I don’t know if all the instruction was in Latin back then, but at least some of it was. Students were typically taught to argue in Latin and showy Latin disputations were part and parcel of university life. Rasmus Berg returns to his little mountain village as Erasmus Montanus, determined to impress everyone with his new learning. Unfortunately for him, the local deacon succeeds in convincing the poor townsfolk, none of whom know a word of Latin, that he is beating the pants off Berg, or Montanus, in Latin disputation even though the Latin he purports to be speaking is nothing but gibberish, bits and pieces of Latin grammar, and other odd words and phrases that he strings together to form nonsensical sentences that he utters with such passionate conviction that everyone feels sorry for poor Berg, or Montanus, for being shown up that way in public.

That isn’t the worst of it, though. The townsfolk are so scandalized when Berg, or Montanus, informs them that the earth is round, that his future father-in-law withdraws his permission for Berg to marry his daughter. Berg, or Montanus, is forced, finally, to recant his statement that the earth is round in order to win the hand of his ladylove.

Interesting, eh?

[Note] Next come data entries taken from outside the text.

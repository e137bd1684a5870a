//! Common types used throughout pktforge

use std::fmt;
use std::str::FromStr;

/// MAC Address (6 bytes)
#[derive(Debug, Clone, Copy, PartialEq, Eq, Hash, PartialOrd, Ord, Default)]
pub struct MacAddr(pub [u8; 6]);

impl MacAddr {
    /// Broadcast MAC address (ff:ff:ff:ff:ff:ff)
    pub const BROADCAST: MacAddr = MacAddr([0xff; 6]);

    /// Zero MAC address (00:00:00:00:00:00)
    pub const ZERO: MacAddr = MacAddr([0x00; 6]);

    /// Create a new MAC address
    pub const fn new(bytes: [u8; 6]) -> Self {
        Self(bytes)
    }

    /// Create a MAC address from a slice of exactly six bytes
    pub fn from_slice(slice: &[u8]) -> Option<Self> {
        let bytes: [u8; 6] = slice.try_into().ok()?;
        Some(MacAddr(bytes))
    }

    /// Get bytes as slice
    pub fn as_bytes(&self) -> &[u8; 6] {
        &self.0
    }

    /// Convert to array
    pub fn octets(&self) -> [u8; 6] {
        self.0
    }

    /// Check if this is the broadcast address
    pub fn is_broadcast(&self) -> bool {
        *self == Self::BROADCAST
    }

    /// Check if this is a multicast address (bit 0 of first octet is 1)
    pub fn is_multicast(&self) -> bool {
        self.0[0] & 0x01 == 0x01
    }
}

impl fmt::Display for MacAddr {
    fn fmt(&self, f: &mut fmt::Formatter<'_>) -> fmt::Result {
        write!(
            f,
            "{:02x}:{:02x}:{:02x}:{:02x}:{:02x}:{:02x}",
            self.0[0], self.0[1], self.0[2], self.0[3], self.0[4], self.0[5]
        )
    }
}

impl FromStr for MacAddr {
    type Err = crate::Error;

    fn from_str(s: &str) -> Result<Self, Self::Err> {
        let parts: Vec<&str> = s.split([':', '-']).collect();
        if parts.len() != 6 {
            return Err(crate::Error::InvalidAddress(format!(
                "'{}' is not a MAC address",
                s
            )));
        }

        let mut bytes = [0u8; 6];
        for (i, part) in parts.iter().enumerate() {
            bytes[i] = u8::from_str_radix(part, 16).map_err(|_| {
                crate::Error::InvalidAddress(format!("invalid MAC octet '{}' in '{}'", part, s))
            })?;
        }

        Ok(MacAddr(bytes))
    }
}

impl From<[u8; 6]> for MacAddr {
    fn from(bytes: [u8; 6]) -> Self {
        MacAddr(bytes)
    }
}

impl From<MacAddr> for [u8; 6] {
    fn from(mac: MacAddr) -> Self {
        mac.0
    }
}

/// Ethertype constants
pub mod ethertypes {
    pub const IPV4: u16 = 0x0800;
    pub const ARP: u16 = 0x0806;
    pub const DOT1Q: u16 = 0x8100;
    pub const IPV6: u16 = 0x86DD;
    pub const MPLS_UNICAST: u16 = 0x8847;
    pub const MPLS_MULTICAST: u16 = 0x8848;
}

/// IP protocol / IPv6 next-header numbers
pub mod ip_protocols {
    pub const ICMP: u8 = 1;
    pub const IGMP: u8 = 2;
    pub const TCP: u8 = 6;
    pub const UDP: u8 = 17;
    pub const GRE: u8 = 47;
    pub const ESP: u8 = 50;
    pub const AH: u8 = 51;
    pub const ICMPV6: u8 = 58;
    pub const NO_NEXT_HEADER: u8 = 59;
}

#[cfg(test)]
mod tests {
    use super::*;

    #[test]
    fn test_mac_display_and_parse() {
        let mac: MacAddr = "AA:AA:AA:BB:BB:BB".parse().unwrap();
        assert_eq!(mac, MacAddr([0xaa, 0xaa, 0xaa, 0xbb, 0xbb, 0xbb]));
        assert_eq!(mac.to_string(), "aa:aa:aa:bb:bb:bb");

        let dashed: MacAddr = "4c-5e-0c-78-50-8f".parse().unwrap();
        assert_eq!(dashed.octets(), [0x4c, 0x5e, 0x0c, 0x78, 0x50, 0x8f]);
    }

    #[test]
    fn test_mac_parse_rejects_garbage() {
        assert!("aa:bb:cc".parse::<MacAddr>().is_err());
        assert!("zz:bb:cc:dd:ee:ff".parse::<MacAddr>().is_err());
    }

    #[test]
    fn test_mac_classification() {
        assert!(MacAddr::BROADCAST.is_broadcast());
        assert!(MacAddr::BROADCAST.is_multicast());
        assert!(!MacAddr::ZERO.is_multicast());
        assert_eq!(MacAddr::from_slice(&[1, 2, 3]), None);
    }
}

Not only was Kierkegaard understandably taken with the play, the whole thing is kind of a metaphor for his life. There are lines in it about how the earth must be flat because everyone but Montanus thinks it is, and that truth is in numbers. There is the general backwardness of the mountain people that mirrors what Kierkegaard thought of as the backwardness, or philistinism, of the people in the little market town of Copenhagen. And then there is the fact that Montanus had to surrender his calling as an intellectual, to betray his learning, to betray what he knew to be true, in order to enjoy the pleasures of domestic life. This, as we all know, was a sacrifice Kierkegaard could not himself make.

I have come to believe that there are likely many more allusions to this particular play in Kierkegaard’s authorship than have yet been recognized as such. If you can find one yourself, please send it along. Perhaps we can write a collective paper on the influence this play on Kierkegaard’s works, and if there are enough of us, then everyone will have to admit that our claims are correct –– right?

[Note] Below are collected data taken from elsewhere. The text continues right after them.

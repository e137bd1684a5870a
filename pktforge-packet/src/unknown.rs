//! Opaque fallback packet
//!
//! [`Unknown`] wraps bytes that no codec in this crate interprets: the
//! payload behind an unsupported EtherType or protocol number, encrypted ESP
//! data, or application data above TCP/UDP. It is always the last layer of a
//! chain.

use crate::checksum::PseudoHeader;
use crate::hexdump::pretty_hex_dump;
use crate::packet::{checked_range, Packet, PacketKind};
use bytes::{BufMut, BytesMut};
use pktforge_core::Result;
use std::any::Any;
use std::fmt;
use tracing::trace;

/// Bytes carried without any field interpretation
#[derive(Debug, Clone, Default, PartialEq, Eq)]
pub struct Unknown {
    data: Vec<u8>,
}

impl Unknown {
    /// Wrap `data` as-is
    pub fn new(data: Vec<u8>) -> Self {
        Unknown { data }
    }

    /// Copy all of `data`
    pub fn from_bytes(data: &[u8]) -> Self {
        Unknown {
            data: data.to_vec(),
        }
    }

    /// Copy `length` bytes of `data` starting at `offset`
    pub fn new_instance(data: &[u8], offset: usize, length: usize) -> Result<Self> {
        Ok(Self::from_bytes(checked_range(data, offset, length)?))
    }

    pub fn data(&self) -> &[u8] {
        &self.data
    }

    pub fn with_data(mut self, data: Vec<u8>) -> Self {
        self.data = data;
        self
    }

    pub fn into_data(self) -> Vec<u8> {
        self.data
    }
}

impl From<Vec<u8>> for Unknown {
    fn from(data: Vec<u8>) -> Self {
        Unknown::new(data)
    }
}

impl Packet for Unknown {
    fn kind(&self) -> PacketKind {
        PacketKind::Unknown
    }

    fn header_len(&self) -> usize {
        self.data.len()
    }

    fn write_header(&self, buf: &mut BytesMut) {
        buf.put_slice(&self.data);
    }

    fn payload(&self) -> Option<&dyn Packet> {
        None
    }

    fn payload_mut(&mut self) -> Option<&mut (dyn Packet + 'static)> {
        None
    }

    /// Opaque bytes never encapsulate anything; the packet is discarded.
    fn set_payload(&mut self, inner: Box<dyn Packet>) -> Result<()> {
        trace!(kind = %inner.kind(), "ignoring payload attached to opaque packet");
        Ok(())
    }

    fn take_payload(&mut self) -> Option<Box<dyn Packet>> {
        None
    }

    fn build_with(&mut self, _pseudo: Option<&PseudoHeader>) -> Result<()> {
        Ok(())
    }

    fn as_any(&self) -> &dyn Any {
        self
    }
}

impl fmt::Display for Unknown {
    fn fmt(&self, f: &mut fmt::Formatter<'_>) -> fmt::Result {
        writeln!(f, "Unknown[{} bytes]", self.data.len())?;
        f.write_str(&pretty_hex_dump(&self.data))
    }
}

(Hannay, who is generally an excellent translator of Kierkegaard, has inexplicably rendered the Danish Keglekugle as “skittle bowl” instead of “skittle ball.” Perhaps this is some kind of Anglicism with which I am unfamiliar. The object in question is indisputably a skittle ball, however, as both earlier English translations of the Postscript indicate, no matter what people in the UK call it.)